Trump has long lusted for a piece of real estate in Russia to call his own, hoping to land his brand in a state known for suspect, remorseless dealings among oligarchs. For 25 years, it’s been a country of the gaudiest capitalism, a place seemingly made for a mogul who dines on vanilla ice cream and shits gold paint.

Putin, a 20th-century leader stuck in the wrong era, is forcing his nation into a past that no longer exists, fiddling while the oil burns. It’s no shock he’s pulling hard for a strongman wannabe in Trump to win the White House. What is bad for us is good for him, or at least that’s the plan.

In a smart Slate piece, Franklin Foer masterfully traces Trump’s lengthy flirtation with Moscow. An excerpt:

One of the important facts about Trump is his lack of creditworthiness. After his 2004 bankruptcy and his long streak of lawsuits, the big banks decided he wasn’t worth the effort. They’d rather not touch the self-proclaimed “king of debt.” This sent him chasing less conventional sources of cash. BuzzFeed has shown, for instance, his efforts to woo Muammar Qaddafi as an investor. Libyan money never did materialize. It was Russian capital that fueled many of his signature projects—that helped him preserve his image as a great builder as he recovered from bankruptcy.
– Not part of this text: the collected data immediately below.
use thiserror::Error;

/// Errors raised while building or querying the thermodynamics tables.
///
/// Every variant is fatal to the current run: the pipeline never continues with a partial table.
#[derive(Error, Debug)]
pub enum ThermoError {
    #[error("Invalid thermodynamics configuration: {0}")]
    ConfigurationError(String),

    #[error("Unknown thermodynamics quantity: {0}")]
    UnknownQuantity(String),

    #[error("Quantity requested twice in the same table layout: {0}")]
    DuplicateQuantity(String),

    #[error(
        "Numerical divergence during {stage} at z = {redshift:.6e} (last step = {step:.3e}, iterations = {iterations}): {reason}"
    )]
    NumericalDivergence {
        stage: &'static str,
        redshift: f64,
        step: f64,
        iterations: usize,
        reason: String,
    },

    #[error(
        "Reionization optical depth {target} cannot be reached: admissible range is [{tau_min:.6}, {tau_max:.6}]"
    )]
    UnreachableOpticalDepth {
        target: f64,
        tau_min: f64,
        tau_max: f64,
    },

    #[error("Redshift table is not strictly monotone at row {row}: {previous} followed by {current}")]
    MonotonicityViolation {
        row: usize,
        previous: f64,
        current: f64,
    },

    #[error("Redshift {z} is outside the tabulated range [{z_min}, {z_max}]")]
    OutOfRangeQuery { z: f64, z_min: f64, z_max: f64 },

    #[error("ROOTS finding error: {0}")]
    RootFindingError(#[from] roots::SearchError),
}

impl ThermoError {
    pub(crate) fn divergence(
        stage: &'static str,
        redshift: f64,
        step: f64,
        iterations: usize,
        reason: impl Into<String>,
    ) -> Self {
        ThermoError::NumericalDivergence {
            stage,
            redshift,
            step,
            iterations,
            reason: reason.into(),
        }
    }
}

impl PartialEq for ThermoError {
    fn eq(&self, other: &Self) -> bool {
        use ThermoError::*;
        match (self, other) {
            (ConfigurationError(a), ConfigurationError(b)) => a == b,
            (UnknownQuantity(a), UnknownQuantity(b)) => a == b,
            (DuplicateQuantity(a), DuplicateQuantity(b)) => a == b,
            (RootFindingError(a), RootFindingError(b)) => a == b,

            // Diagnostics carry floating point context: same variant and same stage is enough
            (NumericalDivergence { stage: a, .. }, NumericalDivergence { stage: b, .. }) => a == b,
            (UnreachableOpticalDepth { .. }, UnreachableOpticalDepth { .. }) => true,
            (MonotonicityViolation { row: a, .. }, MonotonicityViolation { row: b, .. }) => a == b,
            (OutOfRangeQuery { .. }, OutOfRangeQuery { .. }) => true,

            _ => false,
        }
    }
}
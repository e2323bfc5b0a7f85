use criterion::{black_box, criterion_group, criterion_main, BatchSize, Criterion};
use rand::rngs::StdRng;
use rand::{Rng, SeedableRng};

use cosmotherm::background::lcdm::{LcdmBackground, LcdmParameters};
use cosmotherm::indices::ThermoQuantity;
use cosmotherm::precision::ThermoPrecision;
use cosmotherm::thermo_params::ThermoParams;
use cosmotherm::thermodynamics::{InterpolationMode, ThermoContext};

fn bench_queries(c: &mut Criterion) {
    let background = LcdmBackground::new(LcdmParameters::default()).unwrap();
    let thermo =
        ThermoContext::new(&ThermoParams::default(), &ThermoPrecision::default(), &background)
            .unwrap();
    let (_, z_max) = thermo.z_range();

    // a perturbation code walks the table from early to late times
    let sequential: Vec<f64> = (0..10_000)
        .map(|i| z_max * (1. - i as f64 / 10_000.))
        .collect();

    for (label, mode) in [
        ("normal", InterpolationMode::Normal),
        ("closeby", InterpolationMode::Closeby),
    ] {
        c.bench_function(&format!("thermo_query/sequential_{label}"), |b| {
            b.iter(|| {
                let mut last_index = 0;
                let mut acc = 0.;
                for &z in &sequential {
                    let row = thermo.at_z(black_box(z), mode, &mut last_index).unwrap();
                    acc += row.get(ThermoQuantity::G).unwrap();
                }
                acc
            })
        });
    }

    let mut rng = StdRng::seed_from_u64(0xC0FFEE);
    c.bench_function("thermo_query/random_normal", |b| {
        b.iter_batched(
            || {
                // Pre-generate inputs to keep the RNG out of the timed section
                (0..10_000)
                    .map(|_| rng.random_range(0.0..z_max))
                    .collect::<Vec<f64>>()
            },
            |cases| {
                let mut last_index = 0;
                for z in cases {
                    let row = thermo
                        .at_z(z, InterpolationMode::Normal, &mut last_index)
                        .unwrap();
                    black_box(row.get(ThermoQuantity::ExpMKappa).unwrap());
                }
            },
            BatchSize::LargeInput,
        )
    });
}

criterion_group!(
    name = benches;
    config = Criterion::default();
    targets = bench_queries
);
criterion_main!(benches);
The money didn’t come directly. Hunting for partners with cash, he turned to a small upstart called the Bayrock Group, which would pull together massive real estate deals using the Trump name. Its chairman was a former Soviet official named Tevfik Arif, who made a small fortune running luxe hotels in Turkey. To run Bayrock’s operation, Arif hired Felix Satter, a Soviet-born, Brighton Beach–bred college dropout. Satter changed his name to Sater, likely to distance himself from the criminal activity that a name-check would easily turn up. As a young man, Saterserved time for slashing a man’s face with a broken margarita glass in a barroom brawl. The Feds also busted him for a working in a stock brokerage tied to four different Mafia families, which made $40 million off fraudulent trades. One lawsuit would later describe “Satter’s proven history of using mob-like tactics to achieve his goals.” Another would note that he threatened a Trump investor with the prospect of the electrocution of his testicles, the amputation of his leg, and his corpse residing in the trunk of Sater’s car.
“Russia is one of the hottest places in the world for investment,” Trump said. “We will be in Moscow at some point.”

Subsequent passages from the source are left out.